[Listed entries]
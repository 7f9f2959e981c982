use axum::{
    Json,
    http::StatusCode,
    response::{IntoResponse, Response},
};
use calorie_tracker_core::domain::common::entities::app_errors::CoreError;
use serde::{Deserialize, Serialize};
use thiserror::Error;
use utoipa::ToSchema;

#[derive(Debug, Error, Clone, PartialEq, Eq)]
pub enum ApiError {
    #[error("{0}")]
    BadRequest(String),

    #[error("{0}")]
    PayloadTooLarge(String),

    #[error("{0}")]
    NotFound(String),

    #[error("{0}")]
    InternalServerError(String),
}

#[derive(Debug, Serialize, Deserialize, ToSchema)]
pub struct ApiErrorResponse {
    pub code: String,
    pub message: String,
    pub status: u16,
}

impl From<CoreError> for ApiError {
    fn from(error: CoreError) -> Self {
        // Processing and inference failures are folded into an
        // `AnalysisOutcome` before a handler sees them; they only reach this
        // mapping if a new core operation returns them directly.
        match error {
            CoreError::Invalid(_) | CoreError::Processing(_) => {
                ApiError::BadRequest(error.to_string())
            }
            CoreError::NotFound => ApiError::NotFound(error.to_string()),
            CoreError::Inference(_) => ApiError::InternalServerError(error.to_string()),
        }
    }
}

impl ApiError {
    fn parts(&self) -> (StatusCode, &'static str) {
        match self {
            ApiError::BadRequest(_) => (StatusCode::BAD_REQUEST, "E_BAD_REQUEST"),
            ApiError::PayloadTooLarge(_) => (StatusCode::PAYLOAD_TOO_LARGE, "E_PAYLOAD_TOO_LARGE"),
            ApiError::NotFound(_) => (StatusCode::NOT_FOUND, "E_NOT_FOUND"),
            ApiError::InternalServerError(_) => {
                (StatusCode::INTERNAL_SERVER_ERROR, "E_INTERNAL_SERVER_ERROR")
            }
        }
    }
}

impl IntoResponse for ApiError {
    fn into_response(self) -> Response {
        let (status, code) = self.parts();

        (
            status,
            Json(ApiErrorResponse {
                code: code.to_string(),
                message: self.to_string(),
                status: status.as_u16(),
            }),
        )
            .into_response()
    }
}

[What to work on] Repeat all of the material above exactly, with no line dropped.

[Your response]
repository 7f9f2959e981c982
use axum::{
    Json,
    http::StatusCode,
    response::{IntoResponse, Response},
};
use calorie_tracker_core::domain::common::entities::app_errors::CoreError;
use serde::{Deserialize, Serialize};
use thiserror::Error;
use utoipa::ToSchema;

#[derive(Debug, Error, Clone, PartialEq, Eq)]
pub enum ApiError {
    #[error("{0}")]
    BadRequest(String),

    #[error("{0}")]
    PayloadTooLarge(String),

    #[error("{0}")]
    NotFound(String),

    #[error("{0}")]
    InternalServerError(String),
}

#[derive(Debug, Serialize, Deserialize, ToSchema)]
pub struct ApiErrorResponse {
    pub code: String,
    pub message: String,
    pub status: u16,
}

impl From<CoreError> for ApiError {
    fn from(error: CoreError) -> Self {
        // Processing and inference failures are folded into an
        // `AnalysisOutcome` before a handler sees them; they only reach this
        // mapping if a new core operation returns them directly.
        match error {
            CoreError::Invalid(_) | CoreError::Processing(_) => {
                ApiError::BadRequest(error.to_string())
            }
            CoreError::NotFound => ApiError::NotFound(error.to_string()),
            CoreError::Inference(_) => ApiError::InternalServerError(error.to_string()),
        }
    }
}

impl ApiError {
    fn parts(&self) -> (StatusCode, &'static str) {
        match self {
            ApiError::BadRequest(_) => (StatusCode::BAD_REQUEST, "E_BAD_REQUEST"),
            ApiError::PayloadTooLarge(_) => (StatusCode::PAYLOAD_TOO_LARGE, "E_PAYLOAD_TOO_LARGE"),
            ApiError::NotFound(_) => (StatusCode::NOT_FOUND, "E_NOT_FOUND"),
            ApiError::InternalServerError(_) => {
                (StatusCode::INTERNAL_SERVER_ERROR, "E_INTERNAL_SERVER_ERROR")
            }
        }
    }
}

impl IntoResponse for ApiError {
    fn into_response(self) -> Response {
        let (status, code) = self.parts();

        (
            status,
            Json(ApiErrorResponse {
                code: code.to_string(),
                message: self.to_string(),
                status: status.as_u16(),
            }),
        )
            .into_response()
    }
}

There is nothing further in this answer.